The Argentine continental shelf and shelf-break regions comprise a large and rich biological area of the ocean.
However, field estimations of primary production are scarce, making remote sensing of ocean color a valuable tool to provide synoptic maps of primary production in this ecologically relevant region. Field studies performed during spring 2005, and summer and winter 2006 showed a high spatial and seasonal variability in the daily in-tegrated water column primary production, chlorophyll-a and biomass-normalized photosynthetic parameters.
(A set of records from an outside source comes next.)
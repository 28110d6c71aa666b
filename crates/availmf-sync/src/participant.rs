//! The [`SyncParticipant`] seam (spec 4.C): one implementation per
//! registered service (checkpoint, AMF, object database, ...), driven
//! by [`crate::driver::SyncDriver`] in service-id order.

use availmf_totem::GroupPort;
use availmf_types::ServiceId;

/// Result of a single `sync_process` step.
#[derive(Debug, Clone, Copy, PartialEq, Eq)]
pub enum SyncProgress {
    /// Back-pressured or still mid-transfer; call again next tick.
    Progress,
    /// This service has finished synchronizing for the current round.
    Done,
}

/// A service that takes part in the cross-service sync round run on
/// every `REGULAR` confchg.
///
/// Mirrors the resumable-cursor shape of `kimberlite-vsr`'s replica
/// state transfer: `sync_init` arms the transfer, `sync_process` is
/// polled until `Done`, and the round either commits with
/// `sync_activate` or is thrown away with `sync_abort`.
pub trait SyncParticipant {
    /// Identifies this participant for ordering and logging.
    fn service_id(&self) -> ServiceId;

    /// Arms the service for a new sync round, resetting any cursor left
    /// over from a prior aborted round.
    fn sync_init(&mut self);

    /// Advances the sync round by one step, sending or consuming at
    /// most the messages `port` currently admits.
    fn sync_process(&mut self, port: &mut dyn GroupPort) -> SyncProgress;

    /// Commits the round: the reconciled state this service built
    /// during `sync_process` becomes live.
    fn sync_activate(&mut self);

    /// Discards the round: whatever this service accumulated during
    /// `sync_process` is thrown away: a new confchg interrupted it.
    fn sync_abort(&mut self);
}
Using field measurements, five different and relatively simple (non-spectral and vertically homogeneous bio-mass) models were tested: three chlorophyll-, one carbon- and one absorption-based model. The chlorophyll-based ‘BIOM’ model developed by Platt and Sathyendranath (Science, 241:1613–1620, 1988) provided the closest estimates to the field values, and was selected as the local algorithm. Its performance was assessed using simultaneous satellite-derived products and field photosynthetic parameters as input. Close values compared to the field estimates were obtained using BIOM (Absolute Percent Difference error, APD ~10%), even though satellite-derived products used as input to the model (i.e. chlorophyll-a concentration, diffuse attenuation coefficient in the photosynthetically active radiation range — PAR-, and PAR irradiance) showed relative high errors (APD ~40%, 20% and 50%, respectively). Provided that an efficient way to assign the physiological parameters in a pixel-by-pixel basis is found, this model seems to be the best to produce primary production maps from remote sensing of ocean color in the southern Argentine shelf and shelf-break regions

AUTORES:
Dogliotti, A.I., Lutz, V.A., and Segura, V.